The controversy over the so-called Ground Zero mosque in New York City should be a tempest in a teapot, an emotional squall easily dispersed by the logic of our Constitution and our traditions of tolerance.

But no. Demagogues, with the help of weak-kneed leaders who stand up only partway for the principle of religious freedom, are fanning the flames of fear and religious bigotry. The fire is spreading.

Earlier this month, for example, as the month long Ramadan observance by Muslims began, a group of Christians from Texas protested outside a Bridgeport mosque, insulting Islam and urging local Muslims to convert to Christianity. Police were called. Muslims understandably viewed the protests as threatening.

Such insults are growing. Former Speaker of the House Newt Gingrich in all seriousness proposed that no mosques be built here until churches and synagogues are allowed in Saudi Arabia, the birthplace of Islam. How shameful and embarrassing for Mr. Gingrich to suggest that the United States, a democracy founded on the principle of religious freedom, should act like a closed, intolerant, family-run theocracy.

Such loony proposals dominate the news.

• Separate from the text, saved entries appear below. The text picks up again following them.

use axum::http::StatusCode;
use lazy_static::lazy_static;
use regex::Regex;
use tracing::warn;
use uuid::Uuid;

use super::{
    dto::{AuthResponse, PublicUser},
    jwt::JwtKeys,
    repo_types::Account,
};

pub(crate) fn is_valid_email(email: &str) -> bool {
    lazy_static! {
        static ref EMAIL_RE: Regex =
            Regex::new(r"^[^@\s]+@[^@\s]+\.[^@\s]+$").expect("email regex");
    }
    EMAIL_RE.is_match(email)
}

pub(crate) fn normalize_email(email: &str) -> String {
    email.trim().to_lowercase()
}

/// Access + refresh pair for a freshly authenticated account.
pub(crate) fn issue_tokens(keys: &JwtKeys, account: &Account) -> anyhow::Result<AuthResponse> {
    Ok(AuthResponse {
        access_token: keys.sign_access(account.id)?,
        refresh_token: keys.sign_refresh(account.id)?,
        user: PublicUser::from(account),
    })
}

/// Rejects actions on records the acting account does not own.
pub(crate) fn ensure_owner(owner: Uuid, acting: Uuid) -> Result<(), (StatusCode, String)> {
    if owner != acting {
        warn!(%owner, %acting, "ownership check failed");
        return Err((StatusCode::FORBIDDEN, "Unauthorized".into()));
    }
    Ok(())
}

/// Display name for accounts created through an external login.
pub(crate) fn external_username(name: Option<&str>, email: &str) -> String {
    match name.map(str::trim).filter(|n| !n.is_empty()) {
        Some(n) => n.to_string(),
        None => email.split('@').next().unwrap_or(email).to_string(),
    }
}
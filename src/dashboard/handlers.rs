use axum::{extract::State, http::StatusCode, routing::get, Json, Router};
use time::OffsetDateTime;
use tracing::instrument;

use super::{dto::DashboardResponse, services::build_dashboard};
use crate::{
    app::internal,
    auth::{jwt::AuthUser, repo::AccountRepo},
    state::AppState,
};

pub fn dashboard_routes() -> Router<AppState> {
    Router::new().route("/dashboard", get(get_dashboard))
}

#[instrument(skip(state))]
pub async fn get_dashboard(
    State(state): State<AppState>,
    AuthUser(user_id): AuthUser,
) -> Result<Json<DashboardResponse>, (StatusCode, String)> {
    let account = state
        .store
        .find_account(user_id)
        .await
        .map_err(internal)?
        .ok_or((StatusCode::UNAUTHORIZED, "User not found".to_string()))?;

    let dashboard = build_dashboard(
        &*state.store,
        &*state.llm,
        &account,
        OffsetDateTime::now_utc(),
        state.config.utc_offset,
    )
    .await
    .map_err(internal)?;
    Ok(Json(dashboard))
}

The Ground Zero mosque and the religious hatred it has engendered have become a giant distraction, needlessly pulling the nation's focus from issues that are more deserving of our attention and more important to our future.

The Mosque

The match that lit this conflagration was the approval by local boards, after contentious debate, of a developer's application to build an Islamic cultural center, sports facility and worship space some two blocks from the site of the World Trade Center, the place Americans call Ground Zero.

That's where the twin towers were destroyed on Sept. 11, 2001, with the loss of 3,000 lives, by Islamic fanatics — but not by Islam, a religion that, as practiced by more than a billion and a half adherents, would not countenance such a hideous crime.

New York is where the nerves are still most exposed, emotions are rawest and memories of 9/11 still most painfully sear.

But New Yorkers seem to be working through the issue. There are other mosques in the vicinity, as well as churches and synagogues, and they fit into the neighborhood. So will the proposed Islamic cultural center.

The problem now is the storm of Islamophobia racing from coast to coast. It's being stoked by folks who normally would be waving a copy of the Constitution if the topic had anything to do with the Second or Tenth amendments. But they pretend, in this case, that there is no First Amendment with its bedrock guarantee of free exercise of religion.

President Obama and Senate Majority Leader Harry Reid tried to be on the right side last week when they cited the First Amendment as the reason to allow the developer to proceed with the Ground Zero Mosque. But they temporized later by saying, in effect, "They have the right to build, but maybe it isn't such a good idea." In the face of a dangerously bad idea like religious intolerance, stronger leadership than that is required.

Demagoguery

This episode is deeply distressing. The whipping up of hatred against Muslims is McCarthyism, pure and simple. And it works. Some 70 percent of Americans, a poll shows, oppose the Ground Zero mosque.

Such sentiment reveals a fearful people, too easily moved by demagogues and insufficiently faithful to our founding ideals as expressed in the Constitution. That in itself is frightening.

Is it right to hate all Muslims and blame Islam for the crimes of a few warped terrorists? Of course not. Is the Constitution meant to protect only people just like us, like the majority? No. Are we more secure if we are intolerant? No.

Americans have to remember who we are and how we became a model for the rest of the world.